Elektrische Gitarren sind nicht nur Musikinstrumente sondern auch Zwerch- und Trommelfelle angreifende Waffen, meint Frank Olbert. Weil die Gibson Les Paul diese Eigenschaft aber rein äußerlich eleganter verleugnet als etwa die eher rustikalen Konkurrenten von Fender, gilt sie auch als die Lady unter den Strom-Gitarren.

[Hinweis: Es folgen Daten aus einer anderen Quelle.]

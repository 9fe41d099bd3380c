//! Crate-level error types shared by key loading, signing, configuration, and transports.

// std
use std::path::PathBuf;
// crates.io
use ::http::header::InvalidHeaderValue;
use jsonwebtoken::{Algorithm, errors::Error as JwtError};
// self
use crate::_prelude::*;

/// Crate-wide result type alias returning [`Error`] by default.
pub type Result<T, E = Error> = std::result::Result<T, E>;

/// Canonical error exposed by construction and configuration APIs.
#[derive(Debug, ThisError)]
pub enum Error {
	/// Key material could not be loaded or does not fit the algorithm.
	#[error(transparent)]
	Key(#[from] KeyError),
	/// Token signing failed.
	#[error(transparent)]
	Signing(#[from] SigningError),
	/// Configuration document problem.
	#[error(transparent)]
	Config(#[from] ConfigError),
}

/// Failures raised while turning key material into a signing configuration.
///
/// All variants are fatal to construction; no transport is returned.
#[derive(Debug, ThisError)]
pub enum KeyError {
	/// Key file could not be read.
	#[error("Private key could not be read from `{}`.", path.display())]
	Read {
		/// Path that was requested.
		path: PathBuf,
		/// Underlying I/O failure.
		#[source]
		source: std::io::Error,
	},
	/// Bytes are not a valid private key in the expected encoding.
	#[error("Private key could not be parsed.")]
	Parse {
		/// Underlying parsing failure.
		#[source]
		source: JwtError,
	},
	/// Trial signature with the requested algorithm failed.
	#[error("Private key cannot sign with {algorithm:?}.")]
	Incompatible {
		/// Algorithm that was requested.
		algorithm: Algorithm,
		/// Underlying signing failure.
		#[source]
		source: JwtError,
	},
}

/// Request-time signing failure; the request is not sent.
#[derive(Debug, ThisError)]
#[error("App JWT could not be signed.")]
pub struct SigningError {
	#[source]
	source: JwtError,
}
impl SigningError {
	pub(crate) fn new(source: JwtError) -> Self {
		Self { source }
	}

	/// Returns the signing primitive's failure.
	pub fn cause(&self) -> &JwtError {
		&self.source
	}
}

/// Failure surfaced by a decorated round trip.
///
/// `Transport` carries the inner transport's error exactly as it was returned.
#[derive(Debug, ThisError)]
pub enum RoundTripError<E>
where
	E: 'static + StdError,
{
	/// Token minting failed before the request was dispatched.
	#[error(transparent)]
	Signing(#[from] SigningError),
	/// Minted token could not be encoded as a header value.
	///
	/// Compact JWTs are base64url ASCII, so signing through [`SigningKey`] never yields this;
	/// it stays distinct from [`Signing`](Self::Signing) because no signature failed.
	///
	/// [`SigningKey`]: crate::auth::SigningKey
	#[error("Authorization header value is invalid.")]
	InvalidHeader(#[source] InvalidHeaderValue),
	/// Inner transport failure.
	#[error(transparent)]
	Transport(E),
}
impl<E> RoundTripError<E>
where
	E: 'static + StdError,
{
	/// Returns the inner transport error, if that is what failed.
	pub fn into_transport(self) -> Option<E> {
		match self {
			Self::Transport(e) => Some(e),
			_ => None,
		}
	}
}

/// Configuration document failures.
#[derive(Debug, ThisError)]
pub enum ConfigError {
	/// Document is not valid JSON for [`AppConfig`](crate::config::AppConfig).
	#[error("App configuration is malformed.")]
	Parse {
		/// Structured parsing failure including the offending path.
		#[source]
		source: serde_path_to_error::Error<serde_json::Error>,
	},
	/// Neither an inline key nor a key path was provided.
	#[error("App configuration must set `private_key` or `private_key_path`.")]
	MissingPrivateKey,
	/// Both an inline key and a key path were provided.
	#[error("App configuration must not set both `private_key` and `private_key_path`.")]
	ConflictingPrivateKey,
	/// Accept media type is not a valid header value.
	#[error("Accept value `{value}` is not a valid header value.")]
	InvalidAccept {
		/// Rejected value.
		value: String,
		/// Underlying header validation failure.
		#[source]
		source: InvalidHeaderValue,
	},
}
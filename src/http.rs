//! Transport primitives shared by inner transports and the token-minting decorator.
//!
//! [`RoundTripper`] is the only capability the crate depends on: execute one request and
//! yield the response or a transport-specific error. Inner transports implement it, and so
//! does [`AppsTransport`](crate::transport::AppsTransport), which lets decorators stack in
//! any order (for example a retrying transport wrapped by, or wrapping, the minting one).

// self
use crate::_prelude::*;

/// Request type accepted by every [`RoundTripper`].
pub type HttpRequest = ::http::Request<Vec<u8>>;
/// Response type produced by every [`RoundTripper`].
pub type HttpResponse = ::http::Response<Vec<u8>>;
/// Boxed future returned by [`RoundTripper::round_trip`].
pub type RoundTripFuture<'a, E> =
	Pin<Box<dyn Future<Output = Result<HttpResponse, E>> + 'a + Send>>;

/// Executes a single HTTP request.
///
/// Implementations must be `Send + Sync + 'static` so one instance can be shared (usually
/// behind an `Arc`) by many decorators and in-flight requests. Concurrency discipline
/// (connection pooling, limits) belongs to the implementation.
pub trait RoundTripper
where
	Self: 'static + Send + Sync,
{
	/// Concrete error emitted by the transport.
	type Error: 'static + Send + Sync + StdError;

	/// Sends `request` and resolves to the response.
	fn round_trip(&self, request: HttpRequest) -> RoundTripFuture<'_, Self::Error>;
}
impl<T> RoundTripper for Arc<T>
where
	T: ?Sized + RoundTripper,
{
	type Error = T::Error;

	fn round_trip(&self, request: HttpRequest) -> RoundTripFuture<'_, Self::Error> {
		(**self).round_trip(request)
	}
}

/// [`RoundTripper`] backed by a [`ReqwestClient`].
///
/// Clone it freely; clones share the client's connection pool.
#[cfg(feature = "reqwest")]
#[derive(Clone, Debug, Default)]
pub struct ReqwestTransport(pub ReqwestClient);
#[cfg(feature = "reqwest")]
impl ReqwestTransport {
	/// Wraps an existing reqwest [`ReqwestClient`].
	pub fn with_client(client: ReqwestClient) -> Self {
		Self(client)
	}
}
#[cfg(feature = "reqwest")]
impl AsRef<ReqwestClient> for ReqwestTransport {
	fn as_ref(&self) -> &ReqwestClient {
		&self.0
	}
}
#[cfg(feature = "reqwest")]
impl RoundTripper for ReqwestTransport {
	type Error = ReqwestError;

	fn round_trip(&self, request: HttpRequest) -> RoundTripFuture<'_, Self::Error> {
		let client = self.0.clone();

		Box::pin(async move {
			let response = client.execute(request.try_into()?).await?;
			let status = response.status();
			let version = response.version();
			let headers = response.headers().to_owned();
			let mut response_new = HttpResponse::new(response.bytes().await?.to_vec());

			*response_new.status_mut() = status;
			*response_new.version_mut() = version;
			*response_new.headers_mut() = headers;

			Ok(response_new)
		})
	}
}
//! Serializable app configuration that builds an [`AppsTransport`].
//!
//! Services usually keep the app id and key location next to their other settings; this
//! document is the bridge from those settings to a ready transport:
//!
//! ```json
//! { "app_id": 12345, "private_key_path": "/etc/app/key.pem" }
//! ```

// std
use std::path::PathBuf;
// crates.io
use ::http::header::HeaderValue;
// self
use crate::{
	_prelude::*,
	auth::SigningKey,
	error::ConfigError,
	http::RoundTripper,
	transport::AppsTransport,
};

/// App identity and key source.
///
/// Exactly one of `private_key` (inline PEM) and `private_key_path` must be set.
#[derive(Clone, Default, PartialEq, Eq, Serialize, Deserialize)]
#[serde(deny_unknown_fields)]
pub struct AppConfig {
	/// Numeric app id embedded as the token issuer.
	pub app_id: i64,
	/// Path to a PEM-encoded RSA private key.
	#[serde(default, skip_serializing_if = "Option::is_none")]
	pub private_key_path: Option<PathBuf>,
	/// Inline PEM-encoded RSA private key.
	#[serde(default, skip_serializing_if = "Option::is_none")]
	pub private_key: Option<String>,
	/// API root override.
	#[serde(default, skip_serializing_if = "Option::is_none")]
	pub base_url: Option<Url>,
	/// Accept media type override.
	#[serde(default, skip_serializing_if = "Option::is_none")]
	pub accept: Option<String>,
}
impl AppConfig {
	/// Creates a configuration for `app_id` with no key source yet.
	pub fn new(app_id: i64) -> Self {
		Self { app_id, ..Default::default() }
	}

	/// Parses a JSON document, reporting the offending field path on failure.
	pub fn from_json_str(document: &str) -> Result<Self, ConfigError> {
		let de = &mut serde_json::Deserializer::from_str(document);

		serde_path_to_error::deserialize(de).map_err(|source| ConfigError::Parse { source })
	}

	/// Loads the key and builds a transport over `inner`.
	pub fn build<T>(&self, inner: Arc<T>) -> Result<AppsTransport<T>>
	where
		T: ?Sized + RoundTripper,
	{
		let key = match (&self.private_key, &self.private_key_path) {
			(Some(pem), None) => SigningKey::from_rsa_pem(pem.as_bytes())?,
			(None, Some(path)) => SigningKey::from_rsa_pem_file(path)?,
			(Some(_), Some(_)) => return Err(ConfigError::ConflictingPrivateKey.into()),
			(None, None) => return Err(ConfigError::MissingPrivateKey.into()),
		};
		let mut transport = AppsTransport::from_signing_key(inner, self.app_id, key);

		if let Some(base_url) = &self.base_url {
			transport = transport.with_base_url(base_url.clone());
		}
		if let Some(accept) = &self.accept {
			let value = HeaderValue::try_from(accept.as_str()).map_err(|source| {
				ConfigError::InvalidAccept { value: accept.clone(), source }
			})?;

			transport = transport.with_accept(value);
		}

		Ok(transport)
	}
}
impl Debug for AppConfig {
	fn fmt(&self, f: &mut Formatter) -> FmtResult {
		f.debug_struct("AppConfig")
			.field("app_id", &self.app_id)
			.field("private_key_path", &self.private_key_path)
			.field("private_key", &self.private_key.as_ref().map(|_| "<redacted>"))
			.field("base_url", &self.base_url)
			.field("accept", &self.accept)
			.finish()
	}
}

#[cfg(test)]
mod tests {
	// self
	use super::*;

	#[test]
	fn json_documents_parse_with_defaults() {
		let config =
			AppConfig::from_json_str(r#"{"app_id":12345,"private_key_path":"/etc/app/key.pem"}"#)
				.expect("Minimal configuration should parse.");

		assert_eq!(config.app_id, 12345);
		assert_eq!(config.private_key_path, Some(PathBuf::from("/etc/app/key.pem")));
		assert!(config.private_key.is_none());
		assert!(config.base_url.is_none());
	}

	#[test]
	fn parse_errors_report_field_path() {
		let err = AppConfig::from_json_str(r#"{"app_id":"not-a-number"}"#)
			.expect_err("A string app id must be rejected.");

		match err {
			ConfigError::Parse { source } => assert_eq!(source.path().to_string(), "app_id"),
			other => panic!("Unexpected error variant: {other:?}."),
		}
		assert!(AppConfig::from_json_str(r#"{"app_id":1,"extra":true}"#).is_err());
	}

	#[test]
	fn debug_redacts_inline_key() {
		let config = AppConfig { private_key: Some("-----BEGIN".into()), ..AppConfig::new(9) };
		let rendered = format!("{config:?}");

		assert!(rendered.contains("<redacted>"));
		assert!(!rendered.contains("BEGIN"));
	}
}
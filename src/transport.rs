//! Token-minting transport that authenticates outbound requests as an app.
//!
//! [`AppsTransport`] wraps any [`RoundTripper`] and implements the same trait. Each call
//! builds a fresh [`AppClaims`] set, signs it with the configured [`SigningKey`], sets
//! `Authorization: Bearer <jwt>`, appends the API media type to `Accept`, and hands the
//! request to the inner transport. Nothing is cached between calls and the inner
//! transport's response or error is returned as-is.
//!
//! Share one inner transport (via `Arc`) across many `AppsTransport` values so they reuse
//! the same connection pool.

// std
use std::path::Path;
// crates.io
use ::http::header::{ACCEPT, AUTHORIZATION, HeaderValue};
use jsonwebtoken::{Algorithm, EncodingKey};
// self
use crate::{
	_prelude::*,
	auth::{AppClaims, BearerToken, RsaKey, SigningKey},
	error::{KeyError, RoundTripError, SigningError},
	http::{HttpRequest, RoundTripFuture, RoundTripper},
	obs::{self, MintOutcome, MintSpan},
};

/// API root used unless overridden with [`AppsTransport::with_base_url`].
pub const DEFAULT_BASE_URL: &str = "https://api.github.com/";
/// Media type appended to the `Accept` header of every request.
pub const DEFAULT_ACCEPT: &str = "application/vnd.github.v3+json";

/// Decorator that authenticates every request as the configured app.
///
/// `C` is the auxiliary client handed to callers for calls that must not carry the app
/// JWT (or need extra behavior such as retries). It defaults to the shared inner transport.
pub struct AppsTransport<T, C = Arc<T>>
where
	T: ?Sized + RoundTripper,
{
	inner: Arc<T>,
	client: C,
	key: SigningKey,
	app_id: i64,
	base_url: String,
	accept: HeaderValue,
}
impl<T> AppsTransport<T>
where
	T: ?Sized + RoundTripper,
{
	/// Loads a PEM-encoded RSA private key from `path` and signs with RS256.
	pub fn from_key_file(
		inner: Arc<T>,
		app_id: i64,
		path: impl AsRef<Path>,
	) -> Result<Self, KeyError> {
		Ok(Self::from_signing_key(inner, app_id, SigningKey::from_rsa_pem_file(path)?))
	}

	/// Parses PEM-encoded RSA private key bytes and signs with RS256.
	pub fn from_pem(inner: Arc<T>, app_id: i64, pem: &[u8]) -> Result<Self, KeyError> {
		Ok(Self::from_signing_key(inner, app_id, SigningKey::from_rsa_pem(pem)?))
	}

	/// Uses an already-parsed RSA key with RS256.
	pub fn from_private_key(inner: Arc<T>, app_id: i64, key: RsaKey) -> Self {
		Self::from_signing_key(inner, app_id, SigningKey::rsa(key))
	}

	/// Uses `key` with an explicit `algorithm`, proven compatible by a trial signature.
	pub fn with_signing_key(
		inner: Arc<T>,
		app_id: i64,
		key: EncodingKey,
		algorithm: Algorithm,
	) -> Result<Self, KeyError> {
		Ok(Self::from_signing_key(inner, app_id, SigningKey::with_algorithm(key, algorithm)?))
	}

	/// Uses a prepared [`SigningKey`].
	pub fn from_signing_key(inner: Arc<T>, app_id: i64, key: SigningKey) -> Self {
		Self {
			client: Arc::clone(&inner),
			inner,
			key,
			app_id,
			base_url: DEFAULT_BASE_URL.into(),
			accept: HeaderValue::from_static(DEFAULT_ACCEPT),
		}
	}
}
impl<T, C> AppsTransport<T, C>
where
	T: ?Sized + RoundTripper,
{
	/// Replaces the auxiliary client.
	pub fn with_client<C2>(self, client: C2) -> AppsTransport<T, C2> {
		let Self { inner, key, app_id, base_url, accept, .. } = self;

		AppsTransport { inner, client, key, app_id, base_url, accept }
	}

	/// Overrides the API root.
	pub fn with_base_url(mut self, base_url: Url) -> Self {
		self.base_url = base_url.into();

		self
	}

	/// Overrides the media type appended to `Accept`.
	pub fn with_accept(mut self, accept: HeaderValue) -> Self {
		self.accept = accept;

		self
	}

	/// Returns the app id embedded as `iss`.
	pub fn app_id(&self) -> i64 {
		self.app_id
	}

	/// Returns the signing algorithm.
	pub fn algorithm(&self) -> Algorithm {
		self.key.algorithm()
	}

	/// Returns the API root.
	pub fn base_url(&self) -> &str {
		&self.base_url
	}

	/// Resolves `path` against the API root.
	pub fn endpoint(&self, path: &str) -> Result<Url, url::ParseError> {
		Url::parse(&self.base_url)?.join(path)
	}

	/// Returns the media type appended to `Accept`.
	pub fn accept(&self) -> &HeaderValue {
		&self.accept
	}

	/// Returns the auxiliary client.
	pub fn client(&self) -> &C {
		&self.client
	}

	/// Returns the wrapped transport.
	pub fn inner(&self) -> &Arc<T> {
		&self.inner
	}

	/// Mints a token valid from now.
	pub fn mint(&self) -> Result<BearerToken, SigningError> {
		self.mint_at(OffsetDateTime::now_utc())
	}

	/// Mints a token as if the current instant were `now`.
	pub fn mint_at(&self, now: OffsetDateTime) -> Result<BearerToken, SigningError> {
		self.key.sign(&AppClaims::at(self.app_id, now))
	}

	/// Attaches a freshly minted token and the API media type to `request`.
	///
	/// `Authorization` is replaced; `Accept` is appended to. On error the request is left
	/// untouched.
	pub fn authorize<E>(&self, request: &mut HttpRequest) -> Result<(), RoundTripError<E>>
	where
		E: 'static + StdError,
	{
		let span = MintSpan::new(self.app_id, "authorize");
		let _guard = span.entered();

		obs::record_mint_outcome(MintOutcome::Attempt);

		let value = self
			.mint()
			.map_err(RoundTripError::from)
			.and_then(|token| token.header_value().map_err(RoundTripError::InvalidHeader));

		match value {
			Ok(value) => {
				let headers = request.headers_mut();

				headers.insert(AUTHORIZATION, value);
				headers.append(ACCEPT, self.accept.clone());
				obs::record_mint_outcome(MintOutcome::Success);

				Ok(())
			},
			Err(e) => {
				obs::trace_mint_failure(&e);
				obs::record_mint_outcome(MintOutcome::Failure);

				Err(e)
			},
		}
	}
}
impl<T, C> RoundTripper for AppsTransport<T, C>
where
	T: ?Sized + RoundTripper,
	C: 'static + Send + Sync,
{
	type Error = RoundTripError<T::Error>;

	fn round_trip(&self, mut request: HttpRequest) -> RoundTripFuture<'_, Self::Error> {
		let span = MintSpan::new(self.app_id, "round_trip");

		Box::pin(span.instrument(async move {
			self.authorize::<T::Error>(&mut request)?;

			self.inner.round_trip(request).await.map_err(RoundTripError::Transport)
		}))
	}
}
impl<T, C> Clone for AppsTransport<T, C>
where
	T: ?Sized + RoundTripper,
	C: Clone,
{
	fn clone(&self) -> Self {
		Self {
			inner: Arc::clone(&self.inner),
			client: self.client.clone(),
			key: self.key.clone(),
			app_id: self.app_id,
			base_url: self.base_url.clone(),
			accept: self.accept.clone(),
		}
	}
}
impl<T, C> Debug for AppsTransport<T, C>
where
	T: ?Sized + RoundTripper,
{
	fn fmt(&self, f: &mut Formatter) -> FmtResult {
		f.debug_struct("AppsTransport")
			.field("app_id", &self.app_id)
			.field("key", &self.key)
			.field("base_url", &self.base_url)
			.field("accept", &self.accept)
			.finish_non_exhaustive()
	}
}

Wenn sich Pete Townshend am Ende seiner Konzerte brachial von ihr trennte, dann wurde das deshalb wohl in Gibson-Fan-Kreisen eher als unfeiner sexistischer Akt, denn als theatralischer Ausdruck berechtigter Notwehr gegen den zweitbesten Angriff auf sein Hörvermögen angesehen. Gegen den erstbesten konnte er sich nicht in gleicher Weise wehren: Die Marotte  seines verrückten Schlagzeugers Keith Moon, der sein Arbeitsgerät regelmäßig mittels Dynamit zerlegte, brachte ihm ein Knalltrauma auf einem Ohr bei.

Les Paul zerlegte dagegen Radios und Plattenspieler, baute sie aber weit weniger körperverletzend wieder zusammen und experimentierte so mit Verstärkersystemen und Tonabnehmern, um die Elektrik der Gitarren aus den 30er und 40er Jahren zu optimieren. Er erkannte, dass der Resonanzkörper der akustischen Gitarre dabei nur störte.

Der Solidbody-Korpus der Gibson erinnert mit seiner runden oberen Zarge denn auch an akustische Gitarren, ist aber viel zierlicher und schlanker, was Maurice Berlin - 1946 Präsident der Firma Gibson - veranlasste, die Kreation Les Pauls als "Besenstil mit Tonabnehmer" zu bezeichnen und mit dieser Begründung zunächst nicht bauen zu lassen.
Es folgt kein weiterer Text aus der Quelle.